The BBC also has a new report on Xinjiang: China’s hidden camps, compiled from on-the-ground reporting and lengthy interviews with eight Uyghurs living overseas.
- The exiled Uyghurs’ “testimonies are remarkably consistent, providing evidence of the conditions and routines inside the camps and the broad basis on which people are detained.”
- The BBC found that the number of new camps being constructed this year is lower than in 2017, but “in terms of overall surface area of the facilities being built, there is more this year than last.”

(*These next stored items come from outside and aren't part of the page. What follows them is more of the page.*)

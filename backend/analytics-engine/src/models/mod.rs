use std::{fmt, str::FromStr};

use chrono::{DateTime, Utc};
use serde::{Deserialize, Deserializer, Serialize};

pub mod analytics;
pub mod student;

/// Node of the course → module → discipline → class hierarchy.
#[derive(Debug, Clone, Copy, PartialEq, Eq, Hash, Serialize, Deserialize)]
#[serde(rename_all = "snake_case")]
pub enum ContentLevel {
    Course,
    Module,
    Discipline,
    Class,
}

impl ContentLevel {
    pub fn as_str(&self) -> &'static str {
        match self {
            ContentLevel::Course => "course",
            ContentLevel::Module => "module",
            ContentLevel::Discipline => "discipline",
            ContentLevel::Class => "class",
        }
    }
}

impl fmt::Display for ContentLevel {
    fn fmt(&self, f: &mut fmt::Formatter<'_>) -> fmt::Result {
        f.write_str(self.as_str())
    }
}

#[derive(Debug, Clone, PartialEq, Eq)]
pub struct UnknownContentLevel(pub String);

impl fmt::Display for UnknownContentLevel {
    fn fmt(&self, f: &mut fmt::Formatter<'_>) -> fmt::Result {
        write!(f, "unknown content level '{}'", self.0)
    }
}

impl std::error::Error for UnknownContentLevel {}

impl FromStr for ContentLevel {
    type Err = UnknownContentLevel;

    fn from_str(value: &str) -> Result<Self, Self::Err> {
        match value.trim().to_ascii_lowercase().as_str() {
            "course" => Ok(ContentLevel::Course),
            "module" => Ok(ContentLevel::Module),
            "discipline" => Ok(ContentLevel::Discipline),
            "class" => Ok(ContentLevel::Class),
            _ => Err(UnknownContentLevel(value.to_string())),
        }
    }
}

/// Scope that analytics are filtered to. Only forwarded to the data source.
#[derive(Debug, Clone, PartialEq, Eq, Hash, Serialize, Deserialize)]
pub struct ContentScope {
    pub level: ContentLevel,
    pub id: String,
}

impl ContentScope {
    pub fn new(level: ContentLevel, id: impl Into<String>) -> Self {
        Self {
            level,
            id: id.into(),
        }
    }
}

#[derive(Debug, Clone, PartialEq, Eq, Serialize, Deserialize)]
pub struct StudentRef {
    pub id: String,
    pub name: String,
}

#[derive(Debug, Clone, PartialEq, Eq, Serialize, Deserialize)]
pub struct TestRef {
    pub id: String,
    pub name: String,
}

/// Raw rows arrive in the data source's snake_case and leave in camelCase,
/// matching the results they are embedded in.
#[derive(Debug, Clone, PartialEq, Eq, Serialize, Deserialize)]
#[serde(rename_all(serialize = "camelCase"))]
pub struct TestAttempt {
    #[serde(alias = "studentId")]
    pub student_id: String,
    #[serde(alias = "testId")]
    pub test_id: String,
    /// 0..=100, validated upstream.
    pub score: i64,
}

#[derive(Debug, Clone, PartialEq, Eq, Serialize, Deserialize)]
#[serde(rename_all = "snake_case")]
pub enum FlashcardSessionStatus {
    InProgress,
    Completed,
    Abandoned,
    #[serde(other)]
    Unknown,
}

#[derive(Debug, Clone, PartialEq, Eq, Serialize, Deserialize)]
#[serde(rename_all(serialize = "camelCase"))]
pub struct FlashcardSession {
    #[serde(alias = "studentId")]
    pub student_id: String,
    #[serde(default, alias = "correctAnswers", deserialize_with = "null_as_default")]
    pub correct_answers: i64,
    #[serde(default, alias = "incorrectAnswers", deserialize_with = "null_as_default")]
    pub incorrect_answers: i64,
    pub status: FlashcardSessionStatus,
    #[serde(alias = "createdAt")]
    pub created_at: DateTime<Utc>,
    #[serde(default, alias = "completedAt")]
    pub completed_at: Option<DateTime<Utc>>,
}

impl FlashcardSession {
    pub fn answered(&self) -> i64 {
        self.correct_answers + self.incorrect_answers
    }
}

#[derive(Debug, Clone, PartialEq, Eq, Serialize, Deserialize)]
#[serde(rename_all(serialize = "camelCase"))]
pub struct ActivityLogEntry {
    pub id: String,
    #[serde(default, alias = "studentId")]
    pub student_id: Option<String>,
    pub description: String,
    #[serde(alias = "createdAt")]
    pub created_at: DateTime<Utc>,
}

/// Every raw row relevant to one content scope, as delivered by the data source.
#[derive(Debug, Clone, Default, PartialEq, Eq, Serialize, Deserialize)]
pub struct ContentBundle {
    #[serde(default)]
    pub students: Vec<StudentRef>,
    #[serde(default)]
    pub tests: Vec<TestRef>,
    #[serde(default, alias = "testAttempts")]
    pub test_attempts: Vec<TestAttempt>,
    #[serde(default)]
    pub sessions: Vec<FlashcardSession>,
    #[serde(default, alias = "activityLog")]
    pub activity_log: Vec<ActivityLogEntry>,
}

/// Reads an explicit `null` the same way as a missing field.
pub(crate) fn null_as_default<'de, D, T>(deserializer: D) -> Result<T, D::Error>
where
    D: Deserializer<'de>,
    T: Default + Deserialize<'de>,
{
    Ok(Option::<T>::deserialize(deserializer)?.unwrap_or_default())
}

- An Australian architecture firm “with long experience in prison design” told the BBC that satellite imagery of one camp indicated “that, at an absolute minimum, the facility could provide space for about 11,000 detainees.” This is comparable to the biggest prisons in the world: Riker’s Island in New York, America’s largest, can hold 10,000 prisoners. Silivri Prison, outside Istanbul, can house 11,000.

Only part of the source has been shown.